Local news reports said that when the Kenyan woman hailed the bus, she held in her hands a pamphlet from the U.S. Department of State that detailed her rights as a worker and cautioned against human trafficking. She said she received the paper when she went to the U.S. Embassy in Saudi Arabia to get her work visa, according to CBS.

Alayban has been charged with human trafficking, and will appear in an Orange County court on July 29. Her bail has been set at $5 million-she is now under GPS surveillance and cannot leave the United States without the proper ok from government officials.

Attorney to the Saudi Princess Paul Meyer claimed that the issue was one of a contractual discrepancy, and said that his client should not receive such a high bail simply because of her wealth. According to Meyer, Alayban has been making trips to America since childhood and has even owned real estate in the country.

"This is a domestic work hours dispute," he said to CBS.
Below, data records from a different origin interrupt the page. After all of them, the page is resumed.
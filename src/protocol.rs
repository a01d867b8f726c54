//! Wire protocol between the server and room members.
//!
//! One persistent WebSocket per client. Downstream traffic is always a full
//! `state` snapshot; upstream traffic is an `action`. Anything that does not
//! parse into these shapes is dropped by the connection handler without
//! closing the socket.

use serde::{Deserialize, Serialize};

use crate::store::{RoomState, StatePatch};

/// Client intent to change playback.
#[derive(Debug, Clone, Copy, PartialEq, Eq, Serialize, Deserialize)]
#[serde(rename_all = "lowercase")]
pub enum ActionKind {
    Play,
    Pause,
    Seek,
    Rate,
    Sync,
    /// Forward-compatible catch-all: kinds we don't know are a no-op,
    /// not an error.
    #[serde(other)]
    Unknown,
}

#[derive(Debug, Clone, Serialize, Deserialize)]
pub struct Action {
    #[serde(rename = "action")]
    pub kind: ActionKind,
    #[serde(default)]
    pub position: Option<f64>,
    #[serde(default, rename = "playbackRate")]
    pub playback_rate: Option<f64>,
}

/// Messages a client may send. Tagged on `type`; unrecognized tags fail to
/// parse and the frame is discarded upstream.
#[derive(Debug, Deserialize)]
#[serde(tag = "type")]
pub enum ClientMsg {
    #[serde(rename = "action")]
    Action(Action),
}

/// Authoritative snapshot pushed to every room member.
#[derive(Debug, Clone, Serialize, Deserialize)]
pub struct StateData {
    #[serde(rename = "roomId")]
    pub room_id: String,
    #[serde(rename = "videoPath")]
    pub video_path: Option<String>,
    pub position: f64,
    pub paused: bool,
    #[serde(rename = "playbackRate")]
    pub playback_rate: f64,
    /// Epoch ms of the last mutation.
    #[serde(rename = "updatedAt")]
    pub updated_at: i64,
    /// Epoch ms at which this snapshot was pushed; receivers use it to
    /// extrapolate in-flight drift.
    #[serde(rename = "serverTime")]
    pub server_time: i64,
}

#[derive(Debug, Clone, Serialize, Deserialize)]
#[serde(tag = "type")]
pub enum ServerMsg {
    #[serde(rename = "state")]
    State { data: StateData },
}

impl StateData {
    pub fn from_row(room_id: &str, row: &RoomState, server_time: i64) -> Self {
        StateData {
            room_id: room_id.to_owned(),
            video_path: row.video_path.clone(),
            position: row.position,
            paused: row.paused,
            playback_rate: row.playback_rate,
            updated_at: row.updated_at,
            server_time,
        }
    }
}

impl ServerMsg {
    pub fn state(room_id: &str, row: &RoomState, server_time: i64) -> Self {
        ServerMsg::State { data: StateData::from_row(room_id, row, server_time) }
    }
}

impl Action {
    /// Fold this action into a store patch, or `None` when the kind is
    /// unknown (no mutation, no broadcast).
    ///
    /// `play`/`pause` set the paused flag; `seek`/`rate`/`sync` leave it
    /// alone. Numeric fields are coalesced only when they are finite and in
    /// range — a malformed number degrades to "keep prior value" instead of
    /// rejecting the whole action.
    pub fn to_patch(&self) -> Option<StatePatch> {
        let paused = match self.kind {
            ActionKind::Play => Some(false),
            ActionKind::Pause => Some(true),
            ActionKind::Seek | ActionKind::Rate | ActionKind::Sync => None,
            ActionKind::Unknown => return None,
        };
        Some(StatePatch {
            video_path: None,
            position: self.position.filter(|p| p.is_finite() && *p >= 0.0),
            paused,
            playback_rate: self.playback_rate.filter(|r| r.is_finite() && *r > 0.0),
        })
    }
}
//! Cafe Watch - engagement observer for Naver Cafe posts
//!
//! Observes tracked cafe posts, extracts comment and view counts, and
//! mirrors them into Notion databases, flagging new external comments.

// Module declarations
pub mod application;
pub mod domain;
pub mod infrastructure;

pub use application::{BatchReport, RunOrchestrator};
pub use infrastructure::AppConfig;
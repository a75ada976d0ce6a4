//! Static HTML browser driver
//!
//! Implements [`BrowserDriver`] over fetched HTML documents: pages are
//! fetched through a [`PageFetcher`], frames are followed by fetching the
//! iframe's `src`, and a JavaScript `alert("...")` in the document's scripts
//! is surfaced as the page's modal dialog. Element handles are the element's
//! outer HTML, so they stay valid independently of the current document.
//!
//! `scraper::Html` is not `Send`; documents are kept as strings and parsed
//! inside synchronous helpers so no parsed tree is held across an await.

use std::collections::HashMap;
use std::sync::Arc;
use std::time::Duration;

use async_trait::async_trait;
use regex::Regex;
use reqwest::{
    Client,
    header::{ACCEPT_LANGUAGE, HeaderMap, HeaderValue, USER_AGENT},
};
use scraper::{ElementRef, Html, Selector};
use tokio::sync::Mutex;
use tracing::{debug, trace};
use url::Url;

use super::browser::{BrowserDriver, Dialog, DriverError, DriverResult, ElementHandle};

/// A fetched document and the URL it was finally served from
#[derive(Debug, Clone, PartialEq, Eq)]
pub struct FetchedPage {
    pub url: String,
    pub body: String,
}

/// Source of HTML documents for [`HtmlPageDriver`]
#[async_trait]
pub trait PageFetcher: Send + Sync {
    async fn fetch(&self, url: &str) -> DriverResult<FetchedPage>;
}

/// Fetches documents over HTTP with a browser-like user agent
pub struct HttpPageFetcher {
    client: Client,
}

impl HttpPageFetcher {
    pub fn new(user_agent: &str) -> anyhow::Result<Self> {
        let mut headers = HeaderMap::new();
        headers.insert(USER_AGENT, HeaderValue::from_str(user_agent)?);
        headers.insert(ACCEPT_LANGUAGE, HeaderValue::from_static("ko-KR,ko;q=0.9,en;q=0.8"));

        let client = Client::builder()
            .default_headers(headers)
            .cookie_store(true)
            .redirect(reqwest::redirect::Policy::limited(10))
            .build()?;

        Ok(Self { client })
    }
}

#[async_trait]
impl PageFetcher for HttpPageFetcher {
    async fn fetch(&self, url: &str) -> DriverResult<FetchedPage> {
        debug!("Fetching URL: {}", url);

        let response = self
            .client
            .get(url)
            .send()
            .await
            .map_err(|e| DriverError::Network(e.to_string()))?;

        let status = response.status();
        if !status.is_success() {
            return Err(DriverError::HttpStatus {
                status: status.as_u16(),
                url: url.to_string(),
            });
        }

        let final_url = response.url().to_string();
        let body = response
            .text()
            .await
            .map_err(|e| DriverError::Network(e.to_string()))?;

        Ok(FetchedPage { url: final_url, body })
    }
}

#[derive(Debug, Clone)]
enum CannedResponse {
    Page { body: String, delay: Duration },
    Failure(DriverError),
}

/// Serves canned documents keyed by URL; unknown URLs fail with a 404
#[derive(Debug, Clone, Default)]
pub struct StaticPageFetcher {
    pages: Arc<Mutex<HashMap<String, CannedResponse>>>,
    requests: Arc<Mutex<Vec<String>>>,
}

impl StaticPageFetcher {
    #[must_use]
    pub fn new() -> Self {
        Self::default()
    }

    pub async fn insert(&self, url: impl Into<String>, body: impl Into<String>) {
        self.insert_delayed(url, body, Duration::ZERO).await;
    }

    /// Serve `body` only after `delay`, to exercise load timeouts
    pub async fn insert_delayed(
        &self,
        url: impl Into<String>,
        body: impl Into<String>,
        delay: Duration,
    ) {
        self.pages.lock().await.insert(
            url.into(),
            CannedResponse::Page {
                body: body.into(),
                delay,
            },
        );
    }

    pub async fn insert_failure(&self, url: impl Into<String>, error: DriverError) {
        self.pages
            .lock()
            .await
            .insert(url.into(), CannedResponse::Failure(error));
    }

    /// URLs requested so far, in order
    pub async fn requests(&self) -> Vec<String> {
        self.requests.lock().await.clone()
    }
}

#[async_trait]
impl PageFetcher for StaticPageFetcher {
    async fn fetch(&self, url: &str) -> DriverResult<FetchedPage> {
        self.requests.lock().await.push(url.to_string());
        let canned = self.pages.lock().await.get(url).cloned();

        match canned {
            Some(CannedResponse::Page { body, delay }) => {
                if !delay.is_zero() {
                    tokio::time::sleep(delay).await;
                }
                Ok(FetchedPage {
                    url: url.to_string(),
                    body,
                })
            }
            Some(CannedResponse::Failure(error)) => Err(error),
            None => Err(DriverError::HttpStatus {
                status: 404,
                url: url.to_string(),
            }),
        }
    }
}

#[derive(Debug, Clone)]
struct Document {
    url: String,
    html: String,
}

/// Browser session over fetched HTML
pub struct HtmlPageDriver<F: PageFetcher> {
    fetcher: F,
    top: Option<Document>,
    current: Option<Document>,
    dialog: Option<Dialog>,
    alert_pattern: Regex,
}

impl<F: PageFetcher> HtmlPageDriver<F> {
    pub fn new(fetcher: F) -> anyhow::Result<Self> {
        Ok(Self {
            fetcher,
            top: None,
            current: None,
            dialog: None,
            // alert("...") or alert('...'); escaped quotes are allowed inside
            alert_pattern: Regex::new(
                r#"\balert\s*\(\s*(?:"((?:[^"\\]|\\.)*)"|'((?:[^'\\]|\\.)*)')\s*\)"#,
            )?,
        })
    }

    pub const fn fetcher(&self) -> &F {
        &self.fetcher
    }

    fn current_document(&self) -> DriverResult<&Document> {
        if let Some(dialog) = &self.dialog {
            return Err(DriverError::UnexpectedDialog {
                text: dialog.text.clone(),
            });
        }
        self.current.as_ref().ok_or(DriverError::NoPage)
    }

    async fn fetch_within(
        &self,
        url: &str,
        timeout: Duration,
    ) -> Option<DriverResult<FetchedPage>> {
        tokio::time::timeout(timeout, self.fetcher.fetch(url)).await.ok()
    }

    /// Text of the first `alert(...)` that runs when its script loads.
    ///
    /// Calls nested in a block, argument list or function body are handlers
    /// that may never fire and are ignored.
    fn find_alert(&self, html: &str) -> Option<String> {
        let document = Html::parse_document(html);
        let script = Selector::parse("script").ok()?;

        document.select(&script).find_map(|element| {
            let code = element.text().collect::<String>();
            self.alert_pattern.captures_iter(&code).find_map(|captures| {
                let call = captures.get(0)?;
                if !runs_at_top_level(&code, call.start()) {
                    trace!("Ignoring nested alert at offset {}", call.start());
                    return None;
                }
                let raw = captures.get(1).or_else(|| captures.get(2))?.as_str();
                Some(unescape_js(raw))
            })
        })
    }
}

/// Whether `offset` in `code` lies outside every bracket, string and comment
fn runs_at_top_level(code: &str, offset: usize) -> bool {
    let mut depth = 0i32;
    let mut quote: Option<char> = None;
    let mut line_comment = false;
    let mut block_comment = false;
    let mut chars = code[..offset].chars().peekable();

    while let Some(c) = chars.next() {
        if line_comment {
            line_comment = c != '\n';
            continue;
        }
        if block_comment {
            if c == '*' && chars.peek() == Some(&'/') {
                chars.next();
                block_comment = false;
            }
            continue;
        }
        if let Some(q) = quote {
            if c == '\\' {
                chars.next();
            } else if c == q {
                quote = None;
            }
            continue;
        }

        match c {
            '"' | '\'' | '`' => quote = Some(c),
            '/' if chars.peek() == Some(&'/') => line_comment = true,
            '/' if chars.peek() == Some(&'*') => {
                chars.next();
                block_comment = true;
            }
            '{' | '(' | '[' => depth += 1,
            '}' | ')' | ']' => depth -= 1,
            _ => {}
        }
    }

    depth == 0 && quote.is_none() && !line_comment && !block_comment
}

fn unescape_js(raw: &str) -> String {
    raw.replace("\\n", "\n")
        .replace("\\\"", "\"")
        .replace("\\'", "'")
        .replace("\\\\", "\\")
}

fn parse_selector(selector: &str) -> DriverResult<Selector> {
    Selector::parse(selector).map_err(|e| DriverError::InvalidSelector {
        selector: selector.to_string(),
        reason: e.to_string(),
    })
}

/// The single element a handle's fragment was built from
fn fragment_element(fragment: &Html) -> Option<ElementRef<'_>> {
    fragment
        .root_element()
        .children()
        .find_map(ElementRef::wrap)
}

fn normalize_whitespace(text: &str) -> String {
    text.split_whitespace().collect::<Vec<_>>().join(" ")
}

/// Visible text of a document, script and style bodies excluded
fn visible_text(document: &Html) -> String {
    document
        .root_element()
        .descendants()
        .filter_map(|node| {
            let text = node.value().as_text()?;
            let parent = node.parent().and_then(ElementRef::wrap)?;
            let hidden = matches!(parent.value().name(), "script" | "style" | "noscript");
            (!hidden).then(|| text.trim().to_string())
        })
        .filter(|text| !text.is_empty())
        .collect::<Vec<_>>()
        .join(" ")
}

fn frame_source(html: &str, selector: &str) -> DriverResult<Option<String>> {
    let selector_parsed = parse_selector(selector)?;
    let document = Html::parse_document(html);
    Ok(document
        .select(&selector_parsed)
        .next()
        .and_then(|frame| frame.value().attr("src"))
        .map(str::to_string))
}

#[async_trait]
impl<F: PageFetcher> BrowserDriver for HtmlPageDriver<F> {
    async fn navigate(&mut self, url: &str, timeout: Duration) -> DriverResult<()> {
        self.top = None;
        self.current = None;
        self.dialog = None;

        let page = self
            .fetch_within(url, timeout)
            .await
            .ok_or_else(|| DriverError::NavigationTimeout {
                url: url.to_string(),
                timeout,
            })??;

        self.dialog = self.find_alert(&page.body).map(|text| Dialog { text });
        let document = Document {
            url: page.url,
            html: page.body,
        };
        self.top = Some(document.clone());
        self.current = Some(document);
        Ok(())
    }

    async fn current_dialog(&mut self) -> DriverResult<Option<Dialog>> {
        Ok(self.dialog.clone())
    }

    async fn accept_dialog(&mut self) -> DriverResult<()> {
        if let Some(dialog) = self.dialog.take() {
            trace!("Accepted dialog: {}", dialog.text);
        }
        Ok(())
    }

    async fn switch_to_frame(&mut self, selector: &str, timeout: Duration) -> DriverResult<()> {
        let document = self.current_document()?;
        let base_url = document.url.clone();

        let src = frame_source(&document.html, selector)?.ok_or_else(|| DriverError::FrameNotFound {
            selector: selector.to_string(),
        })?;

        let frame_url = Url::parse(&base_url)
            .and_then(|base| base.join(&src))
            .map_err(|e| DriverError::Network(format!("invalid frame url '{src}': {e}")))?;

        let page = self
            .fetch_within(frame_url.as_str(), timeout)
            .await
            .ok_or_else(|| DriverError::FrameTimeout {
                selector: selector.to_string(),
                timeout,
            })??;

        self.dialog = self.find_alert(&page.body).map(|text| Dialog { text });
        self.current = Some(Document {
            url: page.url,
            html: page.body,
        });
        Ok(())
    }

    async fn switch_to_top(&mut self) -> DriverResult<()> {
        self.current.clone_from(&self.top);
        Ok(())
    }

    async fn query_elements(&mut self, selector: &str) -> DriverResult<Vec<ElementHandle>> {
        let selector = parse_selector(selector)?;
        let document = Html::parse_document(&self.current_document()?.html);
        Ok(document
            .select(&selector)
            .map(|element| ElementHandle::new(element.html()))
            .collect())
    }

    async fn query_within(
        &mut self,
        element: &ElementHandle,
        selector: &str,
    ) -> DriverResult<Vec<ElementHandle>> {
        let selector = parse_selector(selector)?;
        let fragment = Html::parse_fragment(element.key());
        let root = fragment_element(&fragment).ok_or(DriverError::StaleElement)?;
        Ok(root
            .select(&selector)
            .map(|child| ElementHandle::new(child.html()))
            .collect())
    }

    async fn element_text(&mut self, element: &ElementHandle) -> DriverResult<String> {
        let fragment = Html::parse_fragment(element.key());
        let root = fragment_element(&fragment).ok_or(DriverError::StaleElement)?;
        Ok(normalize_whitespace(&root.text().collect::<Vec<_>>().join(" ")))
    }

    async fn element_attribute(
        &mut self,
        element: &ElementHandle,
        name: &str,
    ) -> DriverResult<Option<String>> {
        let fragment = Html::parse_fragment(element.key());
        let root = fragment_element(&fragment).ok_or(DriverError::StaleElement)?;
        Ok(root.value().attr(name).map(str::to_string))
    }

    async fn page_text(&mut self) -> DriverResult<String> {
        let document = Html::parse_document(&self.current_document()?.html);
        Ok(visible_text(&document))
    }
}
But for District Attorney Tony Rackauckas, that wasn't the case.

"This is not a contract dispute," he said at the bail hearing on Wednesday. "This is holding someone captive against their will."

The victim claimed that she had signed her name on a contract for two-years of work with an employment agency that assured her she would receive $1,600 a month for eight hours of work a day, five days a week. But once she began working for Alayban, she was forced to perform extraneous household chores for 15 hours a day, every day of the week. She reportedly received $220 for her work, and was only given back her passport long enough to travel to the United States.

Once she arrived, she took care of more than eight people in four Irvine apartments-cooking, cleaning, doing laundry, and ironing.

Four other women were found in the condominium, and left on their own volition with police once law enforcement arrived on the scene. They told officials that they wanted to be freed.